As the molecule or molecular chain constituting the hydrophilic site 4, for example, an appropriate molecule or molecular chain having a hydrophilic group such as a hydroxy group, a carboxyl group, an amino group, a sulfonic acid group or a phosphoric acid group can be used. Specific examples of the hydrophilic site 4 include a polycondensation polymer obtained by polycondensing a polyol such as ethylene glycol and propylene glycol, a phospholipid, polyphosphoric acid, and the like. Among these, polyethylene glycol mainly composed of ethylene glycol is particularly preferable in that the hydrophilic site 4 can be easily bonded to the temperature responsive site 3 and the like.

The hydrophilic site 4 preferably has an average molecular weight of 100 or more and 1000 or less, more preferably 200 or more and 800 or less, and further preferably 400 or more and 600 or less. Further, in the hydrophilic part 4, the molar ratio of the temperature-responsive part 3 to the monomer is preferably 5% or more and 50% or less, more preferably 5% or more and 30% or less, and 8% or more. It is more preferably 15% or less. If such a hydrophilic site 4 is provided at a temperature-responsive site 3 or the like having polylysine as the main chain, a phase transition can occur near room temperature.

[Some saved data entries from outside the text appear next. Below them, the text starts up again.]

fn lint_task(item: &Item, all_items: &[Item]) -> Vec<LintIssue> {
    let mut issues = Vec::new();

    // The root definition of done blocks `complete` later.
    if item.success_criteria.is_empty() {
        issues.push(LintIssue::new(
            "TASK_SUCCESS_CRITERIA_MISSING",
            SEVERITY_ERROR,
            "Item has no root success_criteria; final completion will be blocked.",
            item_target(),
        ));
    }

    if !item.depends_on.is_empty() {
        let (code, details) = validate_depends_on(&item.id, &item.depends_on, all_items);
        if let Some(code) = code {
            issues.push(
                LintIssue::new(
                    &code,
                    SEVERITY_ERROR,
                    "depends_on is invalid (unknown tasks or a cycle).",
                    item_target(),
                )
                .with_details(details),
            );
        } else if let Some(blocking) = details.get("unresolved_depends_on") {
            issues.push(
                LintIssue::new(
                    "DEPENDS_ON_BLOCKING",
                    SEVERITY_WARNING,
                    "Unfinished dependencies (depends_on): the task is logically blocked.",
                    item_target(),
                )
                .with_details(json!({"unresolved_depends_on": blocking})),
            );
        }
    }

    for (path, step) in flatten_steps(&item.steps) {
        let target = json!({"kind": "step", "path": path.to_string(), "step_id": step.id});

        if step.success_criteria.is_empty() {
            issues.push(LintIssue::new(
                "STEP_SUCCESS_CRITERIA_MISSING",
                SEVERITY_ERROR,
                "Step has no success_criteria (criteria are mandatory).",
                target.clone(),
            ));
        }
        if step.tests.is_empty() && !step.checkpoints.tests.auto_confirmed {
            issues.push(LintIssue::new(
                "STEP_TESTS_INCONSISTENT",
                SEVERITY_WARNING,
                "Step has empty tests without tests auto-confirmation (inconsistent state).",
                target.clone(),
            ));
        }
        if step.tests.is_empty() {
            issues.push(LintIssue::new(
                "STEP_TESTS_MISSING",
                SEVERITY_WARNING,
                "Step has no tests (nothing states how to verify it).",
                target.clone(),
            ));
        }
        if step.blockers.is_empty() {
            issues.push(LintIssue::new(
                "STEP_BLOCKERS_MISSING",
                SEVERITY_WARNING,
                "Step has no blockers (dependencies/risks/waits).",
                target.clone(),
            ));
        }

        let title = step.title.trim();
        if title.len() < MIN_STEP_TITLE_LEN {
            issues.push(
                LintIssue::new(
                    "STEP_TITLE_TOO_SHORT",
                    SEVERITY_WARNING,
                    &format!("Step title is too short (aim for >= {} chars).", MIN_STEP_TITLE_LEN),
                    target.clone(),
                )
                .with_details(json!({"min_len": MIN_STEP_TITLE_LEN, "len": title.len()})),
            );
        }
        let lowered = title.to_lowercase();
        if ATOMIC_VIOLATORS.iter().any(|v| lowered.contains(v)) {
            issues.push(LintIssue::new(
                "STEP_NOT_ATOMIC",
                SEVERITY_WARNING,
                "Step looks non-atomic (sequence markers like 'then' in the title).",
                target.clone(),
            ));
        }

        // Open-checkpoint signals only once the step is in motion.
        if step.computed_status() != "pending" {
            if !step.checkpoints.criteria.confirmed {
                issues.push(LintIssue::new(
                    "CHECKPOINT_CRITERIA_OPEN",
                    SEVERITY_WARNING,
                    "The criteria checkpoint is not confirmed.",
                    target.clone(),
                ));
            }
            if !(step.checkpoints.tests.confirmed || step.checkpoints.tests.auto_confirmed) {
                issues.push(LintIssue::new(
                    "CHECKPOINT_TESTS_OPEN",
                    SEVERITY_WARNING,
                    "The tests checkpoint is not confirmed (and not auto).",
                    target.clone(),
                ));
            }
        }

        // Evidence signal: confirmed checkpoints without any recorded evidence.
        let ready = step.ready_for_completion() || step.completed;
        if ready {
            let has_evidence = !step.verification_outcome.trim().is_empty()
                || !step.verification_checks.is_empty()
                || !step.attachments.is_empty();
            if !has_evidence {
                issues.push(LintIssue::new(
                    "EVIDENCE_MISSING",
                    SEVERITY_WARNING,
                    "Checkpoints confirmed but no evidence recorded (outcome/checks/attachments).",
                    target.clone(),
                ));
            }
        }

        for (t_idx, node) in step.task_nodes().iter().enumerate() {
            let node_path = path.child_node(t_idx);
            let node_target = json!({
                "kind": "task_node",
                "path": node_path.to_string(),
                "task_node_id": node.id,
            });
            lint_task_node(node, node_target, &mut issues);
        }
    }

    issues
}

The hydrophilic site 4 is bound to the temperature responsive site 3 as a side chain in FIGS. 3, 4 and 5. However, the hydrophilic site 4 may be directly attached to the inner wall surface of the well 10. Further, it may be bonded to a plurality of these bonding positions.

In FIGS. 3, 4, and 5, the protein binding site 2, the temperature-responsive site 3, and the hydrophilic site 4 are immobilized on the inner wall surface of the well 10 included in the incubator P. However, the form may not include the hydrophilic part 4, or may have a hydrophobic part instead of a part or all of the hydrophilic part 4. Further, together with these molecules or molecular chains, it may have a site exhibiting other functions such as a pH response site.

The pH response site is composed of molecules and atomic groups whose properties change reversibly with a change in pH. By changing the local charge and ionization state of the pH response site by changing the pH of the culture solution, the hydrophilicity and hydrophobicity of the polymer can be significantly changed. Specifically, for example, by changing the hydration state by protonation of a carboxyl group or the like, deprotonation of an amino group or the like, the water solubility of the polymer can be changed, or the lower limit critical solution temperature or the upper limit critical solution can be changed. It is possible to raise or lower the temperature. That is, the binding affinity between the protein binding site 2 and the antibody can be rapidly changed by additionally providing a pH-responsive site.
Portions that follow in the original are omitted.